Sia chiaro, ci sembrano ben evidenti ambiguità, contraddizioni, rischi e limiti di una giornata come il 9. Così come appare sempre più chiaro quali siano gli attori che di tanto in tanto provano a cavalcare le ondate di sdegno e rabbia che attraversano il paese (vedi il fascista Marrone, parte attiva della “casta”, che oggi ha confermato l’adesione alla mobilitazione).
Ma d’altra parte non abbiamo mai pensato di poter essere soggetto rappresentativo di un eccedenza generale e generalizzata. Come movimenti crediamo sia nostro compito interrogarci sulle dinamiche già in atto e sugli spunti che arriveranno da quella giornata.
Inoltre mente scriviamo queste righe, ci giungono informazioni certe rispetto le minacce arrivate ad alcuni commercianti in Zona San Paolo. In particolare ci riferiamo ai negozianti di Via Frejus a cui sarebbe stato imposta la non-apertura delle attività commerciali, pegno la distruzione delle vetrine da parte “dei ragazzi del Gabrio”.
Riteniamo estremamente grave che qualcuno pensi di usare con disinvoltura lo “spettro” del centro sociale come mezzo di paura e minaccia. Non è mai stata la nostra modalità politica quella di voler imporre le mobilitazioni attraverso mezzucci intimidatori che indubbiamente appartengono a tutt’altre formazioni politiche. Tanto più che come centro sociale siamo totalmente al di fuori dalla costruzione di questa giornata che ci vedrà attenti spettatori ma non solo.

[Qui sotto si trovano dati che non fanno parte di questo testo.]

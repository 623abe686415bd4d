//! Processor Tasks - event and API request processing
//!
//! Two loops share the global `HfpHost` behind its mutex: the event
//! processor consumes one inbound event at a time (telephony notifications,
//! result-code lines, lifecycle changes) and the request processor serves
//! client API calls. Every side effect the engines decide on is forwarded
//! through the action channel for the transport/audio/observer glue to
//! perform; nothing here touches hardware.
//!
//! # Usage
//!
//! Spawn [`run`] as an Embassy task:
//!
//! ```rust,no_run
//! use handsfree::processor;
//!
//! async fn hfp_task() {
//!     processor::run().await;
//! }
//! ```
//!
//! # Architecture
//!
//! * **Event Processor**: drains the event channel, drives both engines,
//!   fans resulting actions out and resolves pending client requests
//! * **Request Processor**: validates API requests, issues the matching
//!   engine operation, and answers immediately when no peer round trip is
//!   needed

use crate::{
    ACTION_CHANNEL, Action, EVENT_CHANNEL, HfpError, HfpEvent, HfpHost, REQUEST_CHANNEL,
    RESPONSE_CHANNEL, Request, Response,
    constants::MAX_ACTIONS,
    hf::{HfAction, HfError},
    hfp_host, status,
};
use heapless::Vec;

async fn event_processor() -> ! {
    let receiver = EVENT_CHANNEL.receiver();

    loop {
        let event = receiver.receive().await;
        defmt::debug!("[PROCESSOR] event: {:?}", defmt::Debug2Format(&event));

        let (actions, response) = match hfp_host().await {
            Ok(mut host) => {
                let raw = process_event(&mut host, event);
                split_client_results(&mut host, raw)
            }
            Err(e) => {
                defmt::error!("[PROCESSOR] HfpHost not initialized: {}", e);
                (Vec::new(), None)
            }
        };

        if let Some(response) = response {
            RESPONSE_CHANNEL.sender().send(response).await;
        }
        for action in actions {
            ACTION_CHANNEL.sender().send(action).await;
        }
    }
}

/// Drive the engines for one inbound event
fn process_event(host: &mut HfpHost, event: HfpEvent) -> Vec<Action, MAX_ACTIONS> {
    let mut actions = Vec::new();

    match event {
        HfpEvent::CallList(lines) => {
            collect_ag(&mut actions, host.ag.handle_call_list(&lines));
        }
        HfpEvent::Battery(percent) => {
            collect_ag(&mut actions, host.ag.handle_battery(percent));
        }
        HfpEvent::Signal { bars, max_bars } => {
            collect_ag(&mut actions, host.ag.handle_signal(bars, max_bars));
        }
        HfpEvent::Registration { state, operator } => {
            collect_ag(
                &mut actions,
                host.ag.handle_registration(&state, operator.as_deref()),
            );
        }
        HfpEvent::Roaming(roaming) => {
            collect_ag(&mut actions, host.ag.handle_roaming(roaming));
        }
        HfpEvent::CallVolume(volume) => {
            collect_ag(&mut actions, host.ag.handle_volume_changed(volume));
        }
        HfpEvent::SubscriberNumber(number) => {
            collect_ag(&mut actions, host.ag.send_subscriber_number(number.as_deref()));
        }
        HfpEvent::AtCommand { at_type, command, arguments } => {
            collect_ag(
                &mut actions,
                host.ag.handle_at_command(at_type, &command, &arguments),
            );
        }
        HfpEvent::PeerConnected(address) => {
            host.ag.device_connected(address);
        }
        HfpEvent::PeerDisconnected(address) => {
            host.ag.device_disconnected(address);
        }
        HfpEvent::ResultCode { adapter, device, line } => {
            for action in host.hf.handle_result_code(adapter, device, &line) {
                actions.push(Action::Hf(action)).ok();
            }
        }
        HfpEvent::DeviceConnected { adapter, device } => {
            match host.hf.device_connected(adapter, device) {
                Ok(()) => {
                    actions.push(Action::Hf(HfAction::NotifyObservers)).ok();
                }
                Err(e) => defmt::warn!("[PROCESSOR] device connect failed: {}", e),
            }
        }
        HfpEvent::DeviceDisconnected { adapter, device } => {
            match host.hf.device_disconnected(adapter, device) {
                Ok(()) => {
                    actions.push(Action::Hf(HfAction::NotifyObservers)).ok();
                }
                Err(e) => defmt::warn!("[PROCESSOR] device disconnect failed: {}", e),
            }
        }
        HfpEvent::AdapterRemoved(adapter) => match host.hf.adapter_removed(adapter) {
            Ok(()) => {
                actions.push(Action::Hf(HfAction::NotifyObservers)).ok();
            }
            Err(e) => defmt::warn!("[PROCESSOR] adapter removal failed: {}", e),
        },
        HfpEvent::ScoState { adapter, device, connected } => {
            match host.hf.update_sco(adapter, device, connected) {
                Ok(true) => {
                    actions.push(Action::Hf(HfAction::NotifyObservers)).ok();
                }
                Ok(false) => {}
                Err(e) => defmt::warn!("[PROCESSOR] SCO update failed: {}", e),
            }
        }
    }

    actions
}

fn collect_ag(
    actions: &mut Vec<Action, MAX_ACTIONS>,
    produced: Vec<crate::ag::AgAction, MAX_ACTIONS>,
) {
    for action in produced {
        actions.push(Action::Ag(action)).ok();
    }
}

/// Separate client-request results from actions bound for the glue layer
///
/// A command result only answers the response channel while a client is
/// actually waiting; result codes for engine-issued commands are dropped
/// here.
fn split_client_results(
    host: &mut HfpHost,
    raw: Vec<Action, MAX_ACTIONS>,
) -> (Vec<Action, MAX_ACTIONS>, Option<Response>) {
    let mut outbound = Vec::new();
    let mut response = None;

    for action in raw {
        if let Action::Hf(HfAction::RespondClient { success, .. }) = action {
            if host.client_waiting {
                host.client_waiting = false;
                response = Some(if success {
                    Response::Complete
                } else {
                    Response::Error(HfpError::Rejected)
                });
            } else {
                defmt::debug!("[PROCESSOR] dropping unsolicited command result");
            }
        } else {
            outbound.push(action).ok();
        }
    }

    (outbound, response)
}

async fn request_processor() -> ! {
    let receiver = REQUEST_CHANNEL.receiver();
    let sender = RESPONSE_CHANNEL.sender();

    loop {
        let request = receiver.receive().await;
        defmt::debug!(
            "[PROCESSOR] API request: {:?}",
            defmt::Debug2Format(&request)
        );

        let (actions, immediate) = match hfp_host().await {
            Ok(mut host) => process_request(&mut host, request),
            Err(e) => {
                defmt::error!("[PROCESSOR] HfpHost not initialized: {}", e);
                (Vec::new(), Some(Response::Error(HfpError::Internal)))
            }
        };

        if let Some(response) = immediate {
            sender.send(response).await;
        }
        for action in actions {
            ACTION_CHANNEL.sender().send(action).await;
        }
    }
}

fn process_request(
    host: &mut HfpHost,
    request: Request,
) -> (Vec<Action, MAX_ACTIONS>, Option<Response>) {
    match request {
        Request::GetStatus => {
            let snapshots = status::device_snapshots(host.hf.registry());
            (Vec::new(), Some(Response::Status(snapshots)))
        }
        Request::AnswerCall(device) => command_result(host, |hf| hf.answer_call(device)),
        Request::TerminateCall(device) => command_result(host, |hf| hf.terminate_call(device)),
        Request::Dial(device, number) => command_result(host, |hf| hf.dial(device, &number)),
        Request::ReleaseHeldCalls(device) => {
            command_result(host, |hf| hf.release_held_calls(device))
        }
        Request::ReleaseActiveCalls(device) => {
            command_result(host, |hf| hf.release_active_calls(device))
        }
        Request::HoldActiveCalls(device) => {
            command_result(host, |hf| hf.hold_active_calls(device))
        }
        Request::MergeCalls(device) => command_result(host, |hf| hf.merge_calls(device)),
        Request::SetVolume(device, gain) => command_result(host, |hf| hf.set_volume(device, gain)),
        Request::SetVoiceRecognition(device, enable) => {
            command_result(host, |hf| hf.set_voice_recognition(device, enable))
        }
    }
}

/// Turn an engine command operation into channel traffic
///
/// A failed operation answers immediately; an issued command leaves the
/// client waiting for the peer's acknowledgement; an empty action list means
/// nothing needed sending and the request already holds.
fn command_result(
    host: &mut HfpHost,
    op: impl FnOnce(&mut crate::hf::HfEngine) -> Result<Vec<HfAction, MAX_ACTIONS>, HfError>,
) -> (Vec<Action, MAX_ACTIONS>, Option<Response>) {
    match op(&mut host.hf) {
        Err(e) => (Vec::new(), Some(Response::Error(e.into()))),
        Ok(produced) if produced.is_empty() => (Vec::new(), Some(Response::Complete)),
        Ok(produced) => {
            host.client_waiting = true;
            let mut actions = Vec::new();
            for action in produced {
                actions.push(Action::Hf(action)).ok();
            }
            (actions, None)
        }
    }
}

/// Run the HFP host processor tasks
///
/// # Panics
///
/// Panics if host initialization fails, i.e. if [`crate::init_hfp_host`]
/// was already called.
pub async fn run() {
    crate::init_hfp_host()
        .await
        .expect("Failed to initialize HFP host");

    embassy_futures::select::select(event_processor(), request_processor()).await;
}
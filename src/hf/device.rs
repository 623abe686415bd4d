//! Per-device HF state
//!
//! One [`DeviceRecord`] per connected audio gateway: the negotiated
//! indicator layout, the mirrored scalar indicators, audio and feature
//! state, and the call table keyed by phone number.

use super::{AgFeatures, HfError, IndicatorKind};
use crate::constants::{DEFAULT_SPEAKER_GAIN, MAX_CALL_RECORDS, MAX_INDICATORS, MAX_NUMBER_LEN};
use heapless::{FnvIndexMap, String, Vec};

/// Indicator layout learned from the peer's `+CIND:` support response
///
/// Positions are 1-based on the wire. A position holding `None` was
/// negotiated but carries a name this profile does not track; its values
/// are accepted and discarded.
#[derive(Debug, Clone, Default, PartialEq, Eq)]
pub struct IndicatorMap {
    positions: Vec<Option<IndicatorKind>, MAX_INDICATORS>,
}

impl IndicatorMap {
    /// Parse the quoted indicator names of a `+CIND:` support response,
    /// in order. Fails when no quoted name is present at all.
    pub fn from_name_list(args: &str) -> Result<Self, HfError> {
        let mut positions = Vec::new();
        let mut rest = args;
        while let Some(open) = rest.find('"') {
            let tail = &rest[open + 1..];
            let Some(close) = tail.find('"') else {
                return Err(HfError::ParseError);
            };
            positions.push(IndicatorKind::from_name(&tail[..close])).ok();
            rest = &tail[close + 1..];
        }
        if positions.is_empty() {
            return Err(HfError::ParseError);
        }
        Ok(Self { positions })
    }

    /// Number of negotiated positions
    #[must_use]
    pub fn len(&self) -> usize {
        self.positions.len()
    }

    /// Whether no positions were negotiated
    #[must_use]
    pub fn is_empty(&self) -> bool {
        self.positions.is_empty()
    }

    /// Resolve a 1-based wire position
    ///
    /// `Err` marks a position outside the negotiated range, `Ok(None)` one
    /// that was negotiated under an untracked name.
    pub fn kind_at(&self, position: u8) -> Result<Option<IndicatorKind>, HfError> {
        if position == 0 {
            return Err(HfError::ParseError);
        }
        self.positions
            .get(usize::from(position) - 1)
            .copied()
            .ok_or(HfError::ParseError)
    }
}

/// The seven scalar indicators mirrored from the peer
#[derive(Debug, Clone, Copy, Default, PartialEq, Eq, defmt::Format)]
pub struct ScalarIndicators {
    /// Network registration
    pub service: u8,
    /// Call in progress
    pub call: u8,
    /// Call setup phase
    pub callsetup: u8,
    /// Held-call state
    pub callheld: u8,
    /// Signal strength
    pub signal: u8,
    /// Roaming
    pub roaming: u8,
    /// Battery charge
    pub battery: u8,
}

impl ScalarIndicators {
    /// Write one indicator by kind
    pub fn set(&mut self, kind: IndicatorKind, value: u8) {
        match kind {
            IndicatorKind::Service => self.service = value,
            IndicatorKind::Call => self.call = value,
            IndicatorKind::CallSetup => self.callsetup = value,
            IndicatorKind::CallHeld => self.callheld = value,
            IndicatorKind::Signal => self.signal = value,
            IndicatorKind::Roaming => self.roaming = value,
            IndicatorKind::Battery => self.battery = value,
        }
    }

    /// Read one indicator by kind
    #[must_use]
    pub fn get(&self, kind: IndicatorKind) -> u8 {
        match kind {
            IndicatorKind::Service => self.service,
            IndicatorKind::Call => self.call,
            IndicatorKind::CallSetup => self.callsetup,
            IndicatorKind::CallHeld => self.callheld,
            IndicatorKind::Signal => self.signal,
            IndicatorKind::Roaming => self.roaming,
            IndicatorKind::Battery => self.battery,
        }
    }
}

/// One `+CLCC`-reported call
#[derive(Debug, Clone, Copy, PartialEq, Eq)]
pub struct CallRecord {
    /// Call index on the peer
    pub index: u8,
    /// Symbolic direction name
    pub direction: &'static str,
    /// Symbolic status name
    pub status: &'static str,
    /// Call mode (0 = voice)
    pub mode: u8,
    /// Part of a multiparty call
    pub multiparty: bool,
    /// GSM number type
    pub number_type: u8,
}

/// Full state of one connected audio gateway
#[derive(Debug, Clone, Default)]
pub struct DeviceRecord {
    indicator_map: Option<IndicatorMap>,
    /// Mirrored scalar indicators
    pub indicators: ScalarIndicators,
    /// Negotiated AG feature support
    pub features: AgFeatures,
    /// Voice audio path up
    pub sco_connected: bool,
    /// Speaker gain, 0..15
    pub volume: u8,
    /// Ring indication outstanding
    pub ring: bool,
    /// Voice recognition active
    pub voice_recognition: bool,
    /// Registered network operator name
    pub operator_name: String<MAX_NUMBER_LEN>,
    /// A held call just disconnected (pending call-list confirmation)
    pub held_call_disconnected: bool,
    /// A waiting call was announced via `+CCWA`
    pub waiting_call: bool,
    calls: FnvIndexMap<String<MAX_NUMBER_LEN>, CallRecord, MAX_CALL_RECORDS>,
    active_number: String<MAX_NUMBER_LEN>,
    batch_count: u8,
}

impl DeviceRecord {
    /// Fresh record with the default speaker gain
    #[must_use]
    pub fn new() -> Self {
        Self {
            volume: DEFAULT_SPEAKER_GAIN,
            ..Default::default()
        }
    }

    /// Install the negotiated indicator layout. Replaying the same layout
    /// is a no-op in effect.
    pub fn resolve_indicators(&mut self, map: IndicatorMap) {
        self.indicator_map = Some(map);
    }

    /// Whether indicator negotiation has completed
    #[must_use]
    pub fn indicators_resolved(&self) -> bool {
        self.indicator_map.is_some()
    }

    /// Registered with the network, per the service indicator
    #[must_use]
    pub fn registered(&self) -> bool {
        self.indicators.service != 0
    }

    /// Negotiated layout, for lookups
    pub fn indicator_map(&self) -> Result<&IndicatorMap, HfError> {
        self.indicator_map
            .as_ref()
            .ok_or(HfError::NegotiationIncomplete)
    }

    /// Apply a `+CIND:` value list, one integer per negotiated position
    ///
    /// All values are parsed before any is committed, so a malformed field
    /// leaves the record untouched.
    pub fn apply_cind_values(&mut self, args: &str) -> Result<(), HfError> {
        let map = self.indicator_map()?.clone();

        let mut parsed: Vec<u8, MAX_INDICATORS> = Vec::new();
        for field in args.split(',').take(map.len()) {
            let value = field.trim().parse::<u8>().map_err(|_| HfError::ParseError)?;
            parsed.push(value).ok();
        }
        if parsed.len() < map.len() {
            return Err(HfError::ParseError);
        }

        for (position0, value) in parsed.iter().enumerate() {
            if let Ok(Some(kind)) = map.kind_at(position0 as u8 + 1) {
                self.indicators.set(kind, *value);
            }
        }
        Ok(())
    }

    /// Insert or replace the call record for a number and remember it as
    /// the active number
    pub fn update_call(&mut self, number: &str, record: CallRecord) -> Result<(), HfError> {
        let key: String<MAX_NUMBER_LEN> =
            String::try_from(number).map_err(|_| HfError::ParseError)?;
        self.active_number.clear();
        self.active_number.push_str(&key).ok();
        if self.calls.insert(key, record).is_err() {
            defmt::warn!("[HF] call table full, dropping record");
        }
        self.batch_count = self.batch_count.saturating_add(1);
        Ok(())
    }

    /// Drop every call record and forget the active number
    pub fn clear_calls(&mut self) {
        self.calls.clear();
        self.active_number.clear();
        self.batch_count = 0;
    }

    /// Drop every call record except the active number's
    pub fn retain_active_call(&mut self) {
        let active = self.active_number.clone();
        let stale: Vec<String<MAX_NUMBER_LEN>, MAX_CALL_RECORDS> = self
            .calls
            .keys()
            .filter(|number| **number != active)
            .cloned()
            .collect();
        for number in &stale {
            self.calls.remove(number);
        }
    }

    /// Call records currently known for this device
    pub fn calls(&self) -> impl Iterator<Item = (&String<MAX_NUMBER_LEN>, &CallRecord)> {
        self.calls.iter()
    }

    /// Records seen since the last completed `+CLCC` batch
    #[must_use]
    pub fn batch_count(&self) -> u8 {
        self.batch_count
    }

    /// Reset the per-batch record counter
    pub fn reset_batch_count(&mut self) {
        self.batch_count = 0;
    }
}

#[cfg(test)]
mod tests {
    use super::*;

    const NAME_LIST: &str =
        "(\"SERVICE\",(0,1)),(\"CALL\",(0,1)),(\"CALLSETUP\",(0,3)),(\"CALLHELD\",(0,2)),(\"SIGNAL\",(0,5)),(\"ROAM\",(0,1)),(\"BATTCHG\",(0,5))";

    fn resolved_record() -> DeviceRecord {
        let mut record = DeviceRecord::new();
        record.resolve_indicators(IndicatorMap::from_name_list(NAME_LIST).unwrap());
        record
    }

    fn call(index: u8, status: &'static str) -> CallRecord {
        CallRecord {
            index,
            direction: "incoming",
            status,
            mode: 0,
            multiparty: false,
            number_type: 129,
        }
    }

    #[test]
    fn test_name_list_parsing_and_positions() {
        let map = IndicatorMap::from_name_list(NAME_LIST).unwrap();
        assert_eq!(map.len(), 7);
        assert_eq!(map.kind_at(1), Ok(Some(IndicatorKind::Service)));
        assert_eq!(map.kind_at(3), Ok(Some(IndicatorKind::CallSetup)));
        assert_eq!(map.kind_at(7), Ok(Some(IndicatorKind::Battery)));
        assert_eq!(map.kind_at(8), Err(HfError::ParseError));
        assert_eq!(map.kind_at(0), Err(HfError::ParseError));
    }

    #[test]
    fn test_negotiation_is_idempotent() {
        let first = IndicatorMap::from_name_list(NAME_LIST).unwrap();
        let second = IndicatorMap::from_name_list(NAME_LIST).unwrap();
        assert_eq!(first, second);
    }

    #[test]
    fn test_unknown_name_occupies_position() {
        let map = IndicatorMap::from_name_list("(\"SMSFULL\",(0,1)),(\"CALL\",(0,1))").unwrap();
        assert_eq!(map.kind_at(1), Ok(None));
        assert_eq!(map.kind_at(2), Ok(Some(IndicatorKind::Call)));
    }

    #[test]
    fn test_name_list_without_quotes_is_rejected() {
        assert_eq!(
            IndicatorMap::from_name_list("1,0,0"),
            Err(HfError::ParseError)
        );
    }

    #[test]
    fn test_cind_values_require_negotiation() {
        let mut record = DeviceRecord::new();
        assert_eq!(
            record.apply_cind_values("1,0,0,0,5,0,5"),
            Err(HfError::NegotiationIncomplete)
        );
    }

    #[test]
    fn test_cind_values_apply_by_learned_position() {
        let mut record = resolved_record();
        record.apply_cind_values("1,0,2,0,4,1,3").unwrap();
        assert_eq!(record.indicators.service, 1);
        assert_eq!(record.indicators.callsetup, 2);
        assert_eq!(record.indicators.signal, 4);
        assert_eq!(record.indicators.roaming, 1);
        assert_eq!(record.indicators.battery, 3);
    }

    #[test]
    fn test_malformed_cind_value_leaves_state_untouched() {
        let mut record = resolved_record();
        record.apply_cind_values("1,0,0,0,5,0,5").unwrap();
        assert_eq!(
            record.apply_cind_values("1,0,x,0,5,0,5"),
            Err(HfError::ParseError)
        );
        assert_eq!(record.indicators.service, 1);
        assert_eq!(record.indicators.signal, 5);
    }

    #[test]
    fn test_one_call_record_per_number() {
        let mut record = DeviceRecord::new();
        record.update_call("5551234", call(1, "incoming")).unwrap();
        record.update_call("5551234", call(1, "active")).unwrap();
        assert_eq!(record.calls().count(), 1);
        assert_eq!(record.calls().next().unwrap().1.status, "active");
    }

    #[test]
    fn test_retain_active_call_drops_stale_numbers() {
        let mut record = DeviceRecord::new();
        record.update_call("5551111", call(1, "held")).unwrap();
        record.update_call("5552222", call(2, "active")).unwrap();
        record.retain_active_call();
        assert_eq!(record.calls().count(), 1);
        assert_eq!(record.calls().next().unwrap().0.as_str(), "5552222");
    }

    #[test]
    fn test_default_speaker_gain() {
        assert_eq!(DeviceRecord::new().volume, DEFAULT_SPEAKER_GAIN);
    }
}
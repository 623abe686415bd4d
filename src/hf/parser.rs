//! AT result-code tokenizer
//!
//! Splits one raw, upper-cased result-code line into a closed classification
//! the engine can match on exhaustively. No state is touched here; malformed
//! lines come out as [`ResultCode::Unknown`] and are dropped by the caller.

/// Command name of an unsolicited `+<NAME>:<args>` event line
#[derive(Debug, Clone, Copy, PartialEq, Eq, defmt::Format)]
pub enum EventKind {
    /// Indicator support or value response
    Cind,
    /// AG feature bitmask
    Brsf,
    /// Single indicator update
    Ciev,
    /// Current-call list entry
    Clcc,
    /// Call waiting notification
    Ccwa,
    /// Speaker gain
    Vgs,
    /// Voice recognition state
    Bvra,
    /// Recognized shape, unrecognized name
    Other,
}

impl EventKind {
    /// Match an extracted command name
    #[must_use]
    pub fn from_name(name: &str) -> Self {
        match name {
            "CIND" => Self::Cind,
            "BRSF" => Self::Brsf,
            "CIEV" => Self::Ciev,
            "CLCC" => Self::Clcc,
            "CCWA" => Self::Ccwa,
            "VGS" => Self::Vgs,
            "BVRA" => Self::Bvra,
            _ => Self::Other,
        }
    }
}

/// Classification of one inbound result-code line
#[derive(Debug, Clone, Copy, PartialEq, Eq)]
pub enum ResultCode<'a> {
    /// Extended error report, fails the pending client request
    ExtendedError,
    /// `+<NAME>:<args>` event line
    Event {
        /// Dispatched command name
        kind: EventKind,
        /// Argument text after the last `:`, leading whitespace stripped
        args: &'a str,
    },
    /// Bare `RING`
    Ring,
    /// Bare `OK` acknowledgement
    Ok,
    /// Bare `ERROR` rejection
    Error,
    /// Unrecognized line
    Unknown,
}

/// Classify one raw result-code line
///
/// Order matters: an extended-error report wins over event-line shape, and
/// only lines without any `:` are considered bare status codes.
#[must_use]
pub fn classify(line: &str) -> ResultCode<'_> {
    if line.contains("CMEE") {
        return ResultCode::ExtendedError;
    }

    if let Some(colon) = line.find(':') {
        let head = &line[..colon];
        let name = match head.find('+') {
            Some(plus) => &head[plus + 1..],
            None => head,
        };
        // args sit after the last colon, some peers echo nested ones
        let args = match line.rfind(':') {
            Some(last) => &line[last + 1..],
            None => "",
        };
        return ResultCode::Event {
            kind: EventKind::from_name(name.trim()),
            args: args.trim_start(),
        };
    }

    let bare = line.trim();
    if bare == "RING" {
        ResultCode::Ring
    } else if bare.starts_with("OK") {
        ResultCode::Ok
    } else if bare.starts_with("ERROR") {
        ResultCode::Error
    } else {
        ResultCode::Unknown
    }
}

#[cfg(test)]
mod tests {
    use super::*;

    #[test]
    fn test_bare_status_lines() {
        assert_eq!(classify("RING"), ResultCode::Ring);
        assert_eq!(classify("  RING  "), ResultCode::Ring);
        assert_eq!(classify("OK"), ResultCode::Ok);
        assert_eq!(classify("ERROR"), ResultCode::Error);
        assert_eq!(classify("NO CARRIER"), ResultCode::Unknown);
    }

    #[test]
    fn test_extended_error_wins_over_event_shape() {
        assert_eq!(classify("+CMEE: 1"), ResultCode::ExtendedError);
        assert_eq!(classify("CMEE"), ResultCode::ExtendedError);
    }

    #[test]
    fn test_event_name_and_args_extraction() {
        assert_eq!(
            classify("+CIEV: 2,1"),
            ResultCode::Event { kind: EventKind::Ciev, args: "2,1" }
        );
        assert_eq!(
            classify("+BRSF: 871"),
            ResultCode::Event { kind: EventKind::Brsf, args: "871" }
        );
        assert_eq!(
            classify("VGS: 7"),
            ResultCode::Event { kind: EventKind::Vgs, args: "7" }
        );
        assert_eq!(
            classify("+BSIR: 1"),
            ResultCode::Event { kind: EventKind::Other, args: "1" }
        );
    }

    #[test]
    fn test_clcc_record_line() {
        let code = classify("+CLCC: 1,0,0,0,0,\"+15551234567\",145");
        assert_eq!(
            code,
            ResultCode::Event {
                kind: EventKind::Clcc,
                args: "1,0,0,0,0,\"+15551234567\",145"
            }
        );
    }

    #[test]
    fn test_cind_support_response_keeps_full_args() {
        let code = classify("+CIND: (\"SERVICE\",(0,1)),(\"CALL\",(0,1))");
        match code {
            ResultCode::Event { kind: EventKind::Cind, args } => {
                assert!(args.starts_with("(\"SERVICE\""));
            }
            other => panic!("unexpected classification {other:?}"),
        }
    }
}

Infatti il Gabrio il 9 dicembre ’13 sarà in Piazza, per una lotta che non ha a che fare con lo “sciopero”. Ci saremo perché da mesi stiamo lottando perché le persone che nella nostra città occupano una casa per necessità – donne, uomini e bambini, giovani e meno giovani, italiani e non -, possano avere riconosciuto il diritto alla residenza, strumento necessario per ottenere accesso ai diritti minimi per un essere umano. Salute. Reddito. Formazione. Ci saremo, quindi, dalle 16:30 in piazza palazzo di Città.
Concreti, con il cuore e la consapevolezza nella lotta come gruppo di abitanti di Zona San Paolo – precar*, disoccupat*, migrant* – che da anni si autorganizza e pratica forme di riappropriazione diretta, dal basso.
CSOA Gabrio
Gramsci :”Trascurare i movimenti così detti “spontanei”, cioè rinunziare a dar loro una direzione consapevole, ad elevarli ad un piano superiore inserendoli nella politica, può avere spesso conseguenze molto serie e gravi. Avviene quasi sempre che a un movimento “spontaneo” delle classi subalterne si accompagna un movimento reazionario della destra della classe dominante, per motivi concomitanti: una crisi economica, per esempio, determina malcontento nelle classi subalterne e movimenti spontanei di massa da una parte, e dall’altra determina complotti dei gruppi reazionari che approfittano dell’indebolimento obbiettivo del governo per tentare dei colpi di Stato.”